Public Service Commissioner opens investigation into MBIE's failed $33m immigration technology project

Sir Brian Roche, the Public Service Commissioner, has opened a formal investigation into integrity concerns surrounding MBIE's Biometric Capability Update (BCU) project — a $33 million programme intended to modernise Immigration New Zealand's identity verification systems, which was terminated without delivering its intended capability.
The Public Service Commission launched the probe after an independent review found that immigration officials allegedly deliberately withheld information about the project's status and trajectory. MBIE said it welcomes the investigation and has separately announced it will investigate employment matters relating to the project in parallel.
The independent review, published by MBIE, criticised the ministry on two counts: staff were overly optimistic about delivery timelines, and the project operated without proper oversight structures throughout its life. The BCU was meant to upgrade the biometric systems used by border officers to verify identity documents and check travellers against risk databases — systems that form part of daily border operations.
What the timeline shows
The sequence of events matters here. On 6 November 2023, three senior MBIE officials held an urgent meeting to review the BCU project's financial position and consider how to fix it. That meeting came months before a March 2024 report to the minister on the project's status. The gap between those two dates — and what government ministers were told during that period — lies at the centre of the integrity concerns now being examined.

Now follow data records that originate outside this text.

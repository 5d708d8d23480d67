//! Todo domain module
//!
//! A todo is the only entity in the system. Ids are assigned by the store,
//! `created_at` is fixed at creation and `updated_at` advances on every write.

mod entity;
mod page;
mod repository;

pub use entity::{timestamp_now, NewTodo, Priority, Todo, TodoId};
pub use page::{Page, PageRequest, DEFAULT_PAGE_SIZE, MAX_PAGE_SIZE};
pub use repository::TodoRepository;

#[cfg(test)]
pub use repository::MockTodoRepository;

The allegation that officials deliberately withheld information relates to conduct standards set out in the Public Service Act 2020, specifically the requirement that public servants be "responsive and honest" with ministers. If the investigation confirms this allegation, the consequences are material: the Public Service Commissioner has statutory powers to recommend action against chief executives, and in serious cases can refer matters further.
MBIE's decision to run its own employment investigation alongside the Commission's probe is standard practice — it allows the ministry to manage internal disciplinary processes while keeping the Commissioner's work separate and preserving MBIE's obligations as an employer under employment law.
The governance question
The review's findings on governance will likely have the longest institutional impact. Large IT projects failing in the public service happens; what distinguishes this case is the review's specific criticism that MBIE lacked the governance structures that should have caught problems early and escalated them properly. The BCU sat within the immigration portfolio, which carries political weight — biometric systems directly support the border-risk assessments Immigration New Zealand officers use each day.
MBIE has published the independent review report in full. That publication, alongside the Commission's announcement, suggests both agencies are approaching transparency as part of their response — though the Commissioner's investigation will ultimately determine whether that approach matches the conduct record.
The governance critique is likely to interest the Government Administration and Expenditure Review Committee, which has recently focused on public service accountability. Whether the committee examines the BCU case will depend on the Commissioner's findings and ministerial appetite for further scrutiny.
For the public service as a whole, this investigation signals that the Commissioner's integrity function — sometimes overshadowed by the Commission's work on workforce and pay equity — has real statutory power. Sir Brian Roche has used his investigative authority sparingly; its use here suggests the allegation about withheld information was assessed as serious enough to warrant a formal process rather than an internal administrative response.
The Commissioner's investigation is ongoing. MBIE has not indicated a timeframe for its parallel employment inquiry.